Libyan militia forces confirmed they seized the Ouagadougou convention center, ISIS’ base of operations in Libya, Thursday. Militia leaders told BBC news Wednesday that ISIS has been cleared from all but three residential areas and a villa complex in the city. Libyan forces have begun removing mines and and other traps left over by the terrorist group across the city.

Despite the pending victory, Frederick Kagan, the director of American Enterprise Institute’s Critical Threats Project, has cautioned that losing Sirte will not mitigate the ISIS threat in Libya.

“The fall of Sirte is not an existential threat to ISIS in Libya,” wrote Kagan in an emailed statement Thursday. He explained that “the majority of ISIS’s fighting force has withdrawn to southern Libya or infiltrated civilian populations.”

Militias loyal to the U.N. and Western-backed Government of National Accord (GNA) have been engaged with ISIS forces in Sirte for weeks. The battle tipped in the militias’ favor when the U.S. began conducting air strikes Aug. 1.

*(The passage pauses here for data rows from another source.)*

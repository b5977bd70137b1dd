use std::io::Write;
use std::path::{Path, PathBuf};
use std::sync::Arc;

use arbor_llm::{Capabilities, DEFAULT_OPENAI_MODEL, Model, ProviderConfig, capabilities_for};
use arc_swap::ArcSwap;
use figment::{
    Figment,
    providers::{Env, Format, Json, Serialized},
};
use serde::{Deserialize, Serialize};
use snafu::{ResultExt, Snafu};
use tempfile::NamedTempFile;

use crate::context::TurnOptions;

pub const DEFAULT_PROVIDER_ID: &str = "openai";
pub const DEFAULT_ENDPOINT: &str = "https://api.openai.com/v1";
pub const SETTINGS_DIRECTORY_NAME: &str = "arbor";
pub const SETTINGS_FILE_NAME: &str = "settings.json";
pub const DATABASE_FILE_NAME: &str = "arbor.db";
pub const ENV_PREFIX: &str = "ARBOR_";
pub const FALLBACK_API_KEY_VAR: &str = "OPENAI_API_KEY";

#[derive(Debug, Clone, PartialEq, Eq, Serialize, Deserialize)]
pub struct ModelSettings {
    pub model_name: String,
    #[serde(default)]
    pub max_tokens: Option<u64>,
    /// Overrides the built-in reasoning flag for this model.
    #[serde(default)]
    pub thinking: Option<bool>,
    #[serde(default)]
    pub audio: Option<bool>,
}

impl Default for ModelSettings {
    fn default() -> Self {
        Self {
            model_name: DEFAULT_OPENAI_MODEL.to_string(),
            max_tokens: None,
            thinking: None,
            audio: None,
        }
    }
}

impl ModelSettings {
    fn normalized(mut self) -> Option<Self> {
        self.model_name = self.model_name.trim().to_string();
        if self.model_name.is_empty() {
            return None;
        }

        Some(self)
    }

    pub fn capabilities(&self) -> Capabilities {
        let known = capabilities_for(&self.model_name);
        Capabilities::new(
            self.thinking.unwrap_or(known.thinking),
            self.audio.unwrap_or(known.audio),
        )
    }

    pub fn as_model(&self) -> Model {
        let mut model =
            Model::from_id(self.model_name.clone()).with_capabilities(self.capabilities());
        if let Some(max_tokens) = self.max_tokens {
            model = model.with_description(format!("max_tokens={max_tokens}"));
        }
        model
    }
}

#[derive(Debug, Clone, PartialEq, Serialize, Deserialize)]
pub struct Settings {
    #[serde(default = "default_provider_id")]
    pub provider_id: String,
    #[serde(default)]
    pub api_key: String,
    #[serde(default = "default_endpoint")]
    pub endpoint: String,
    #[serde(default = "default_models")]
    pub models: Vec<ModelSettings>,
    /// Model used for branch labels; the first configured model when unset.
    #[serde(default)]
    pub title_model: Option<String>,
    #[serde(default)]
    pub database_path: Option<PathBuf>,
    #[serde(default)]
    pub preamble: Option<String>,
    #[serde(default)]
    pub temperature: Option<f64>,
}

impl Default for Settings {
    fn default() -> Self {
        Self {
            provider_id: default_provider_id(),
            api_key: String::new(),
            endpoint: default_endpoint(),
            models: default_models(),
            title_model: None,
            database_path: None,
            preamble: None,
            temperature: None,
        }
    }
}

impl Settings {
    pub fn to_provider_config(&self) -> ProviderConfig {
        ProviderConfig::new(&self.provider_id, &self.api_key, &self.endpoint)
    }

    pub fn has_api_key(&self) -> bool {
        !self.api_key.trim().is_empty()
    }

    pub fn default_model_name(&self) -> String {
        self.models
            .first()
            .map(|model| model.model_name.clone())
            .unwrap_or_else(|| DEFAULT_OPENAI_MODEL.to_string())
    }

    pub fn configured_models(&self) -> Vec<Model> {
        self.models.iter().map(ModelSettings::as_model).collect()
    }

    fn model(&self, model_name: &str) -> ModelSettings {
        self.models
            .iter()
            .find(|model| model.model_name == model_name)
            .cloned()
            .unwrap_or_else(|| ModelSettings {
                model_name: model_name.to_string(),
                ..ModelSettings::default()
            })
    }

    pub fn turn_options(&self, model_name: Option<&str>) -> TurnOptions {
        let model = self.model(model_name.unwrap_or(&self.default_model_name()));
        TurnOptions {
            capabilities: model.capabilities(),
            max_tokens: model.max_tokens,
            model_id: model.model_name,
            preamble: self.preamble.clone(),
            temperature: self.temperature,
        }
    }

    /// Options for label generation: no reasoning, no audio, no preamble.
    pub fn title_options(&self) -> TurnOptions {
        let model_name = self
            .title_model
            .clone()
            .unwrap_or_else(|| self.default_model_name());
        TurnOptions {
            capabilities: Capabilities::default(),
            max_tokens: self.model(&model_name).max_tokens,
            model_id: model_name,
            preamble: None,
            temperature: None,
        }
    }

    pub fn database_path(&self) -> PathBuf {
        self.database_path
            .clone()
            .unwrap_or_else(|| SettingsStore::default_config_dir().join(DATABASE_FILE_NAME))
    }

    pub fn normalized(self) -> Self {
        let mut models: Vec<ModelSettings> = self
            .models
            .into_iter()
            .filter_map(ModelSettings::normalized)
            .collect();
        if models.is_empty() {
            models = default_models();
        }

        Self {
            provider_id: trimmed_or(self.provider_id, default_provider_id),
            api_key: self.api_key.trim().to_string(),
            endpoint: trimmed_or(self.endpoint, default_endpoint),
            models,
            title_model: self
                .title_model
                .map(|name| name.trim().to_string())
                .filter(|name| !name.is_empty()),
            preamble: self.preamble.filter(|text| !text.trim().is_empty()),
            ..self
        }
    }
}

/// Shared, hot-swappable settings backed by a JSON file.
///
/// Reads never block writers: callers hold an `Arc<Settings>` snapshot while
/// `update` swaps in the next one.
pub struct SettingsStore {
    current: ArcSwap<Settings>,
    path: PathBuf,
}

impl SettingsStore {
    pub fn default_config_dir() -> PathBuf {
        match dirs::config_dir() {
            Some(base) => base.join(SETTINGS_DIRECTORY_NAME),
            None => PathBuf::from(".arbor"),
        }
    }

    pub fn default_config_path() -> PathBuf {
        Self::default_config_dir().join(SETTINGS_FILE_NAME)
    }

    pub fn new(path: PathBuf) -> Self {
        Self {
            current: ArcSwap::from_pointee(Self::read_layers(&path)),
            path,
        }
    }

    pub fn load() -> Self {
        Self::new(Self::default_config_path())
    }

    pub fn config_path(&self) -> &Path {
        &self.path
    }

    pub fn settings(&self) -> Arc<Settings> {
        self.current.load_full()
    }

    /// Normalizes, writes to disk, then publishes.
    pub fn update(&self, settings: Settings) -> Result<(), SettingsError> {
        let settings = Arc::new(settings.normalized());
        self.write_file(&settings)?;
        self.current.store(settings);
        Ok(())
    }

    /// Applies an in-memory change without touching the settings file.
    pub fn override_with(&self, apply: impl FnOnce(&mut Settings)) {
        let mut next = Settings::clone(&self.current.load());
        apply(&mut next);
        self.current.store(Arc::new(next.normalized()));
    }

    fn layers(path: &Path) -> Figment {
        Figment::from(Serialized::defaults(Settings::default()))
            .merge(Json::file(path))
            .merge(Env::prefixed(ENV_PREFIX).ignore(&["models"]))
    }

    fn read_layers(path: &Path) -> Settings {
        let mut settings = Self::layers(path)
            .extract::<Settings>()
            .map(Settings::normalized)
            .unwrap_or_else(|error| {
                tracing::warn!(
                    path = %path.display(),
                    error = %error,
                    "unreadable settings, using defaults"
                );
                Settings::default()
            });

        if !settings.has_api_key() {
            match std::env::var(FALLBACK_API_KEY_VAR) {
                Ok(key) => {
                    tracing::debug!(
                        variable = FALLBACK_API_KEY_VAR,
                        "api key taken from environment"
                    );
                    settings.api_key = key.trim().to_string();
                }
                Err(_) => tracing::info!(path = %path.display(), "no api key configured"),
            }
        }
        settings
    }

    fn write_file(&self, settings: &Settings) -> Result<(), SettingsError> {
        let directory = match self.path.parent() {
            Some(parent) if !parent.as_os_str().is_empty() => parent.to_path_buf(),
            _ => PathBuf::from("."),
        };
        std::fs::create_dir_all(&directory).context(PrepareDirectorySnafu {
            stage: "settings-write-directory",
            path: directory.clone(),
        })?;

        let encoded = serde_json::to_vec_pretty(settings).context(EncodeSnafu {
            stage: "settings-write-encode",
        })?;

        // Stage beside the target so the rename stays on one filesystem.
        let mut staged = NamedTempFile::new_in(&directory).context(StageFileSnafu {
            stage: "settings-write-stage",
            path: directory.clone(),
        })?;
        staged.write_all(&encoded).context(StageFileSnafu {
            stage: "settings-write-contents",
            path: staged.path().to_path_buf(),
        })?;
        staged.persist(&self.path).context(ReplaceFileSnafu {
            stage: "settings-write-replace",
            path: self.path.clone(),
        })?;

        tracing::info!(path = %self.path.display(), "settings saved");
        Ok(())
    }
}

#[derive(Debug, Snafu)]
#[snafu(visibility(pub(crate)))]
pub enum SettingsError {
    #[snafu(display("cannot create settings directory {} during {stage}", path.display()))]
    PrepareDirectory {
        stage: &'static str,
        path: PathBuf,
        source: std::io::Error,
    },
    #[snafu(display("cannot encode settings during {stage}: {source}"))]
    Encode {
        stage: &'static str,
        source: serde_json::Error,
    },
    #[snafu(display("cannot stage settings in {} during {stage}", path.display()))]
    StageFile {
        stage: &'static str,
        path: PathBuf,
        source: std::io::Error,
    },
    #[snafu(display("cannot replace {} during {stage}: {source}", path.display()))]
    ReplaceFile {
        stage: &'static str,
        path: PathBuf,
        source: tempfile::PersistError,
    },
}

fn trimmed_or(value: String, fallback: fn() -> String) -> String {
    match value.trim() {
        "" => fallback(),
        trimmed => trimmed.to_string(),
    }
}

fn default_provider_id() -> String {
    DEFAULT_PROVIDER_ID.to_string()
}

fn default_endpoint() -> String {
    DEFAULT_ENDPOINT.to_string()
}

fn default_models() -> Vec<ModelSettings> {
    vec![ModelSettings::default()]
}
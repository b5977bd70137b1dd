//! Newline-delimited JSON framing for relaying stream events to a remote caller.
//!
//! Each record is one line: `{"type":"thought"|"message"|"complete"|"error","content":...}`
//! with an optional `audioData` on completion. There is no end sentinel; the stream
//! ends when the underlying channel closes.

use serde::{Deserialize, Serialize};
use snafu::{ResultExt, Snafu};
use tokio::io::{AsyncBufRead, AsyncBufReadExt, AsyncWrite, AsyncWriteExt, Lines};

use super::provider::StreamEventPayload;

#[derive(Debug, Clone, Copy, PartialEq, Eq, Serialize, Deserialize)]
#[serde(rename_all = "lowercase")]
pub enum WireKind {
    Thought,
    Message,
    Complete,
    Error,
}

#[derive(Debug, Clone, PartialEq, Eq, Serialize, Deserialize)]
#[serde(rename_all = "camelCase")]
pub struct WireRecord {
    #[serde(rename = "type")]
    pub kind: WireKind,
    #[serde(default)]
    pub content: String,
    #[serde(default, skip_serializing_if = "Option::is_none")]
    pub audio_data: Option<String>,
}

impl From<&StreamEventPayload> for WireRecord {
    fn from(payload: &StreamEventPayload) -> Self {
        match payload {
            StreamEventPayload::ThoughtDelta(text) => Self {
                kind: WireKind::Thought,
                content: text.clone(),
                audio_data: None,
            },
            StreamEventPayload::MessageDelta(text) => Self {
                kind: WireKind::Message,
                content: text.clone(),
                audio_data: None,
            },
            StreamEventPayload::Complete { audio } => Self {
                kind: WireKind::Complete,
                content: String::new(),
                audio_data: audio.clone(),
            },
            StreamEventPayload::Error(message) => Self {
                kind: WireKind::Error,
                content: message.clone(),
                audio_data: None,
            },
        }
    }
}

impl From<WireRecord> for StreamEventPayload {
    fn from(record: WireRecord) -> Self {
        match record.kind {
            WireKind::Thought => Self::ThoughtDelta(record.content),
            WireKind::Message => Self::MessageDelta(record.content),
            WireKind::Complete => Self::Complete {
                audio: record.audio_data,
            },
            WireKind::Error => Self::Error(record.content),
        }
    }
}

pub type WireResult<T> = Result<T, WireError>;

#[derive(Debug, Snafu)]
#[snafu(visibility(pub(crate)))]
pub enum WireError {
    #[snafu(display("failed to encode wire record on `{stage}`: {source}"))]
    EncodeRecord {
        stage: &'static str,
        source: serde_json::Error,
    },
    #[snafu(display("failed to write wire record on `{stage}`: {source}"))]
    WriteRecord {
        stage: &'static str,
        source: std::io::Error,
    },
    #[snafu(display("failed to read wire stream on `{stage}`: {source}"))]
    ReadRecord {
        stage: &'static str,
        source: std::io::Error,
    },
}

pub fn encode_record(payload: &StreamEventPayload) -> WireResult<String> {
    let mut line = serde_json::to_string(&WireRecord::from(payload)).context(EncodeRecordSnafu {
        stage: "encode-record",
    })?;
    line.push('\n');
    Ok(line)
}

pub struct WireEventWriter<W> {
    writer: W,
}

impl<W> WireEventWriter<W>
where
    W: AsyncWrite + Unpin,
{
    pub fn new(writer: W) -> Self {
        Self { writer }
    }

    pub async fn write(&mut self, payload: &StreamEventPayload) -> WireResult<()> {
        let line = encode_record(payload)?;
        self.writer
            .write_all(line.as_bytes())
            .await
            .context(WriteRecordSnafu {
                stage: "write-record",
            })?;
        // Flush per record so the remote side sees deltas as they arrive.
        self.writer.flush().await.context(WriteRecordSnafu {
            stage: "flush-record",
        })
    }

    pub fn into_inner(self) -> W {
        self.writer
    }
}

pub struct WireEventReader<R> {
    lines: Lines<R>,
    line_number: usize,
    skipped: usize,
}

impl<R> WireEventReader<R>
where
    R: AsyncBufRead + Unpin,
{
    pub fn new(reader: R) -> Self {
        Self {
            lines: reader.lines(),
            line_number: 0,
            skipped: 0,
        }
    }

    /// Pulls the next well-formed record. Returns `Ok(None)` once the channel closes.
    pub async fn next_event(&mut self) -> WireResult<Option<StreamEventPayload>> {
        loop {
            let Some(line) = self.lines.next_line().await.context(ReadRecordSnafu {
                stage: "read-record-line",
            })?
            else {
                return Ok(None);
            };
            self.line_number += 1;

            let trimmed = line.trim();
            if trimmed.is_empty() {
                continue;
            }

            match serde_json::from_str::<WireRecord>(trimmed) {
                Ok(record) => return Ok(Some(record.into())),
                Err(error) => {
                    self.skipped += 1;
                    tracing::warn!(
                        line_number = self.line_number,
                        error = %error,
                        "skipping malformed wire record"
                    );
                }
            }
        }
    }

    /// Number of malformed records dropped so far.
    pub fn skipped(&self) -> usize {
        self.skipped
    }
}

#[cfg(test)]
mod tests {
    use super::*;
    use tokio::io::BufReader;

    #[test]
    fn records_use_the_documented_field_names() {
        let line = encode_record(&StreamEventPayload::Complete {
            audio: Some("UklGRg==".to_string()),
        })
        .unwrap();
        assert_eq!(
            line,
            "{\"type\":\"complete\",\"content\":\"\",\"audioData\":\"UklGRg==\"}\n"
        );

        let line = encode_record(&StreamEventPayload::ThoughtDelta("abc".to_string())).unwrap();
        assert_eq!(line, "{\"type\":\"thought\",\"content\":\"abc\"}\n");
    }

    #[tokio::test]
    async fn reader_skips_malformed_records_and_keeps_going() {
        let input = concat!(
            "{\"type\":\"thought\",\"content\":\"abc\"}\n",
            "not json at all\n",
            "{\"type\":\"shout\",\"content\":\"?\"}\n",
            "\n",
            "{\"type\":\"message\",\"content\":\"xyz\"}\n",
            "{\"type\":\"complete\",\"content\":\"\"}\n",
        );
        let mut reader = WireEventReader::new(BufReader::new(input.as_bytes()));

        let mut events = Vec::new();
        while let Some(event) = reader.next_event().await.unwrap() {
            events.push(event);
        }

        assert_eq!(
            events,
            vec![
                StreamEventPayload::ThoughtDelta("abc".to_string()),
                StreamEventPayload::MessageDelta("xyz".to_string()),
                StreamEventPayload::Complete { audio: None },
            ]
        );
        assert_eq!(reader.skipped(), 2);
    }

    #[tokio::test]
    async fn writer_output_reads_back() {
        let mut writer = WireEventWriter::new(Vec::new());
        writer
            .write(&StreamEventPayload::MessageDelta("line one\nline two".to_string()))
            .await
            .unwrap();
        writer
            .write(&StreamEventPayload::Error("boom".to_string()))
            .await
            .unwrap();
        let bytes = writer.into_inner();

        let mut reader = WireEventReader::new(BufReader::new(bytes.as_slice()));
        assert_eq!(
            reader.next_event().await.unwrap(),
            Some(StreamEventPayload::MessageDelta("line one\nline two".to_string()))
        );
        assert_eq!(
            reader.next_event().await.unwrap(),
            Some(StreamEventPayload::Error("boom".to_string()))
        );
        assert_eq!(reader.next_event().await.unwrap(), None);
    }
}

Sirte, the only Libyan city conquered by ISIS, has been controlled by the terrorist group since February, 2015. Many of the 5,000 fighters who initially took the city were veterans from ISIS’ campaigns in Iraq and Syria, the group’s so-called “parent tumor.” Currently, officials have estimated less than 1,000 fighters remain in Sirte, although they are well dug-in.

Retaking Sirte serves a dual-purpose for the fragile GNA. First, it removes ISIS as a security threat in the region. Second, the defeat of ISIS will help the GNA establish legitimacy over rival politicians and militia groups.

Kagan noted that ISIS in Libya could revert to more terrorist-like tactics should it lose its conventional territory.

“ISIS may reconstitute in a safe haven in southern Libya, from which it will resume attacks in northern Libya and attack into neighboring Tunisia and Algeria.”